Sebenarnya bulan Muharram adalah bulannya kedamaian, tidak boleh ada peperangan. Namun sayangnya, waktu itu aku tidak sedang berdamai dengan diri sendiri.

Saya dapat referensi banyak dari teman-teman kampus, di sini katanya bisa untuk membuang kepenatan. Untuk menyerap udara dingin pegunungan maupun bersantai dengan aroma pantai saya bisa dapatkan semuanya di Bantaeng dengan mudah. Tetapi saya lupa kalau sedang bepergian dalam keadaan 'kotor'. 

Seandainya untuk tetap bertahan di rumah, bolak-balik sibuk dengan urusan kampus, belum dihitung dengan sekelumit permasalahan yang jadi tanggung jawab saya sebagai manajer salah satu event organizer (EO) benar-benar membuatku butuh untuk pergi menjauh dari itu semua.

Saya bukan hendak kabur lalu meninggalkan tanggung jawab, rencanaku hanya ingin menghilang sehari, itu saja. 

Saya Gadis yang Ceroboh 

Memasuki kabupaten sederhana ini sesaat cukup membuat pikiranku tenang. Di kiri kanan jalan masih banyak pohon raksasa, yang jika dipeluk, tangan pun tidak akan mampu menggapai batangnya.

Saking asyiknya mengendarai motor sembari menikmati semilir angin ketika waktu telah memasuki magrib, tiba-tiba saya harus mengerem mendadak, nyaris saja melindas kucing hitam.

"Kucing setan bikin kaget," kataku menyalahkan binatang kecil itu untuk menutupi kedongkolanku.
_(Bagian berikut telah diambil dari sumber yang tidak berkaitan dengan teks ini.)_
impl<B: Backend> Patcher<B> {
    /// Engine with the canonical module set (attributes only).
    #[must_use]
    pub fn new(backend: B) -> Self {
        Self {
            backend,
            modules: vec![Box::new(crate::backend::AttrsModule)],
        }
    }

    /// Engine with an explicit module list.
    #[must_use]
    pub fn with_modules(backend: B, modules: Vec<Box<dyn Module<B>>>) -> Self {
        Self { backend, modules }
    }

    pub fn backend(&self) -> &B {
        &self.backend
    }

    pub fn backend_mut(&mut self) -> &mut B {
        &mut self.backend
    }

    /// Initial mount: realize `vnode` and append it to `container`.
    pub fn mount(&mut self, container: NodeId, vnode: &VNode) -> Result<()> {
        let mut inserted: InsertQueue = SmallVec::new();
        let elm = self.create_elm(vnode, &mut inserted);
        self.backend.append_child(container, elm);
        flush_inserted(&inserted);
        Ok(())
    }

    /// Reconcile `old` (the currently realized tree) against `new`. On
    /// return, `new` carries all realized node ids and replaces `old` as
    /// the retained tree.
    pub fn patch(&mut self, old: &VNode, new: &VNode) -> Result<()> {
        let mut inserted: InsertQueue = SmallVec::new();
        if same_vnode(old, new) {
            self.patch_vnode(old, new, &mut inserted)?;
        } else {
            // Not the same logical node: realize the new tree next to the
            // old root, then drop the old root.
            let old_elm = old.elm().ok_or(PatchError::missing("replaced root"))?;
            let parent = self.backend.parent_node(old_elm);
            let anchor = self.backend.next_sibling(old_elm);
            let new_elm = self.create_elm(new, &mut inserted);
            match parent {
                Some(parent) => {
                    self.backend.insert_before(parent, new_elm, anchor);
                    self.remove_vnodes(parent, std::slice::from_ref(old))?;
                }
                None => self.invoke_destroy(old),
            }
        }
        flush_inserted(&inserted);
        Ok(())
    }

    /// Tear a realized tree down: destroy hooks (child before parent), then
    /// detach its root from the backend tree.
    pub fn unmount(&mut self, vnode: &VNode) -> Result<()> {
        if let Some(elm) = vnode.elm() {
            if let Some(parent) = self.backend.parent_node(elm) {
                return self.remove_vnodes(parent, std::slice::from_ref(vnode));
            }
        }
        self.invoke_destroy(vnode);
        Ok(())
    }

    // ─── Realization ─────────────────────────────────────────────────────────

    fn create_elm(&mut self, vnode: &VNode, inserted: &mut InsertQueue) -> NodeId {
        match vnode.kind() {
            VNodeKind::Element { tag, data, children } => {
                if let Some(init) = data
                    .as_ref()
                    .and_then(|d| d.hooks.as_ref())
                    .and_then(|h| h.init.as_ref())
                {
                    init(vnode);
                }
                let elm = self.backend.create_element(tag);
                vnode.set_elm(Some(elm));
                for child in children {
                    let child_elm = self.create_elm(child, inserted);
                    self.backend.append_child(elm, child_elm);
                }
                if vnode.has_data() {
                    for module in &self.modules {
                        module.create(&mut self.backend, vnode);
                    }
                    let has_insert_hook = data
                        .as_ref()
                        .and_then(|d| d.hooks.as_ref())
                        .is_some_and(|h| h.insert.is_some());
                    if has_insert_hook {
                        inserted.push(vnode.clone());
                    }
                }
                elm
            }
            VNodeKind::Text(content) => {
                let elm = self.backend.create_text(content);
                vnode.set_elm(Some(elm));
                elm
            }
            VNodeKind::Comment(content) => {
                let elm = self.backend.create_comment(content);
                vnode.set_elm(Some(elm));
                elm
            }
            VNodeKind::AsyncPlaceholder { .. } => {
                let elm = self.backend.create_comment("");
                vnode.set_elm(Some(elm));
                elm
            }
        }
    }

    // ─── In-place patch ──────────────────────────────────────────────────────

    fn patch_vnode(&mut self, old: &VNode, new: &VNode, inserted: &mut InsertQueue) -> Result<()> {
        let elm = old
            .elm()
            .ok_or(PatchError::missing("in-place patch target"))?;
        new.set_elm(Some(elm));

        // Static subtrees never change shape; a clone or render-once reuse
        // needs nothing but the carried instance handle.
        if old.flags().contains(VNodeFlags::STATIC)
            && new.flags().contains(VNodeFlags::STATIC)
            && old.key() == new.key()
            && new.flags().intersects(VNodeFlags::CLONED | VNodeFlags::ONCE)
        {
            new.set_instance(old.instance());
            return Ok(());
        }

        if let Some(prepatch) = new
            .data()
            .and_then(|d| d.hooks.as_ref())
            .and_then(|h| h.prepatch.as_ref())
        {
            prepatch(old, new);
        }

        if old.has_data() || new.has_data() {
            for module in &self.modules {
                module.update(&mut self.backend, old, new);
            }
        }

        match (old.kind(), new.kind()) {
            (
                VNodeKind::Element { children: old_ch, .. },
                VNodeKind::Element { children: new_ch, .. },
            ) => {
                if !old_ch.is_empty() && !new_ch.is_empty() {
                    self.update_children(elm, old_ch, new_ch, inserted)?;
                } else if !new_ch.is_empty() {
                    for child in new_ch {
                        let child_elm = self.create_elm(child, inserted);
                        self.backend.append_child(elm, child_elm);
                    }
                } else if !old_ch.is_empty() {
                    self.remove_vnodes(elm, old_ch)?;
                }
            }
            (VNodeKind::Text(old_text), VNodeKind::Text(new_text))
            | (VNodeKind::Comment(old_text), VNodeKind::Comment(new_text)) => {
                if old_text != new_text {
                    self.backend.set_text(elm, new_text);
                }
            }
            _ => {}
        }
        Ok(())
    }

    // ─── Keyed two-ended children diff ───────────────────────────────────────

    #[allow(clippy::too_many_lines)]
    fn update_children(
        &mut self,
        parent: NodeId,
        old_ch: &[VNode],
        new_ch: &[VNode],
        inserted: &mut InsertQueue,
    ) -> Result<()> {
        check_duplicate_keys(new_ch);

        // Old slots matched through the key map are marked consumed instead
        // of being voided in place (the old tree is read-only).
        let mut consumed: SmallVec<[bool; 16]> = SmallVec::from_elem(false, old_ch.len());
        let mut os: i64 = 0;
        let mut oe: i64 = old_ch.len() as i64 - 1;
        let mut ns: i64 = 0;
        let mut ne: i64 = new_ch.len() as i64 - 1;
        let mut key_map: Option<AHashMap<Key, usize>> = None;

        while os <= oe && ns <= ne {
            if consumed[os as usize] {
                os += 1;
                continue;
            }
            if consumed[oe as usize] {
                oe -= 1;
                continue;
            }
            let old_start = &old_ch[os as usize];
            let old_end = &old_ch[oe as usize];
            let new_start = &new_ch[ns as usize];
            let new_end = &new_ch[ne as usize];

            if same_vnode(old_start, new_start) {
                self.patch_vnode(old_start, new_start, inserted)?;
                os += 1;
                ns += 1;
            } else if same_vnode(old_end, new_end) {
                self.patch_vnode(old_end, new_end, inserted)?;
                oe -= 1;
                ne -= 1;
            } else if same_vnode(old_start, new_end) {
                // Node moved right: re-anchor it just past the old tail.
                self.patch_vnode(old_start, new_end, inserted)?;
                let moved = old_start
                    .elm()
                    .ok_or(PatchError::missing("right-moved child"))?;
                let tail = old_end.elm().ok_or(PatchError::missing("move anchor"))?;
                let anchor = self.backend.next_sibling(tail);
                self.backend.insert_before(parent, moved, anchor);
                os += 1;
                ne -= 1;
            } else if same_vnode(old_end, new_start) {
                // Node moved left: re-anchor it just before the old head.
                self.patch_vnode(old_end, new_start, inserted)?;
                let moved = old_end
                    .elm()
                    .ok_or(PatchError::missing("left-moved child"))?;
                let anchor = old_start.elm();
                self.backend.insert_before(parent, moved, anchor);
                oe -= 1;
                ns += 1;
            } else {
                // No positional match. Look the new head up in the (lazily
                // built) key map; unkeyed children fall back to a linear
                // structural scan of the live window.
                let map = key_map.get_or_insert_with(|| {
                    let mut m = AHashMap::new();
                    for (i, slot) in old_ch
                        .iter()
                        .enumerate()
                        .take(oe as usize + 1)
                        .skip(os as usize)
                    {
                        if let Some(key) = slot.key() {
                            m.insert(key.clone(), i);
                        }
                    }
                    m
                });
                let live = os as usize..=oe as usize;
                let found = match new_start.key() {
                    Some(key) => map
                        .get(key)
                        .copied()
                        .filter(|i| live.contains(i) && !consumed[*i]),
                    None => old_ch
                        .iter()
                        .enumerate()
                        .take(oe as usize + 1)
                        .skip(os as usize)
                        .find(|(i, slot)| !consumed[*i] && same_vnode(slot, new_start))
                        .map(|(i, _)| i),
                };
                let anchor = old_start.elm();
                match found {
                    Some(i) if same_vnode(&old_ch[i], new_start) => {
                        self.patch_vnode(&old_ch[i], new_start, inserted)?;
                        consumed[i] = true;
                        let moved = new_start
                            .elm()
                            .ok_or(PatchError::missing("key-matched child"))?;
                        self.backend.insert_before(parent, moved, anchor);
                    }
                    // Key found but structurally different (e.g. same key,
                    // new tag), or nothing found: brand-new node.
                    _ => {
                        let created = self.create_elm(new_start, inserted);
                        self.backend.insert_before(parent, created, anchor);
                    }
                }
                ns += 1;
            }
        }

        if os > oe {
            // Old window exhausted: everything left in the new window is an
            // insertion, anchored before the first already-patched node to
            // the right (or appended if there is none).
            let anchor = new_ch
                .get((ne + 1) as usize)
                .and_then(VNode::elm);
            for i in ns..=ne {
                let created = self.create_elm(&new_ch[i as usize], inserted);
                self.backend.insert_before(parent, created, anchor);
            }
        } else if ns > ne {
            for i in os..=oe {
                if !consumed[i as usize] {
                    self.remove_vnodes(parent, std::slice::from_ref(&old_ch[i as usize]))?;
                }
            }
        }
        Ok(())
    }

    // ─── Teardown ────────────────────────────────────────────────────────────

    fn remove_vnodes(&mut self, parent: NodeId, vnodes: &[VNode]) -> Result<()> {
        for vnode in vnodes {
            self.invoke_destroy(vnode);
            let elm = vnode.elm().ok_or(PatchError::missing("removed node"))?;
            for module in &self.modules {
                module.remove(&mut self.backend, vnode);
            }
            self.backend.remove_child(parent, elm);
        }
        Ok(())
    }

    /// Destroy hooks, child before parent.
    fn invoke_destroy(&mut self, vnode: &VNode) {
        for child in vnode.children() {
            self.invoke_destroy(child);
        }
        if let Some(destroy) = vnode
            .data()
            .and_then(|d| d.hooks.as_ref())
            .and_then(|h| h.destroy.as_ref())
        {
            destroy(vnode);
        }
        if vnode.has_data() {
            for module in &self.modules {
                module.destroy(vnode);
            }
        }
    }
}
Tapi cepat juga larinya, saya tidak menyaksikannya lagi. Padahal belum 10 detik yang lalu nyawanya nyaris melayang tergilas roda depan.

Saya memilih sebuah penginapan yang berada di pusat kabupaten. Sehingga memudahkan akses untuk jalan-jalan ke sekitar. Ternyata tidak salah jika daerah ini dijuluki Butta Toa, alias tanah tua. 

Keramahan orang-orangnya luar biasa, mereka menyambut pendatang sepertiku yang cuma pelesir domestik. Senyum ramah dan hangat sapa dari masyarakat sekitar membuatku seolah berada di rumah sendiri.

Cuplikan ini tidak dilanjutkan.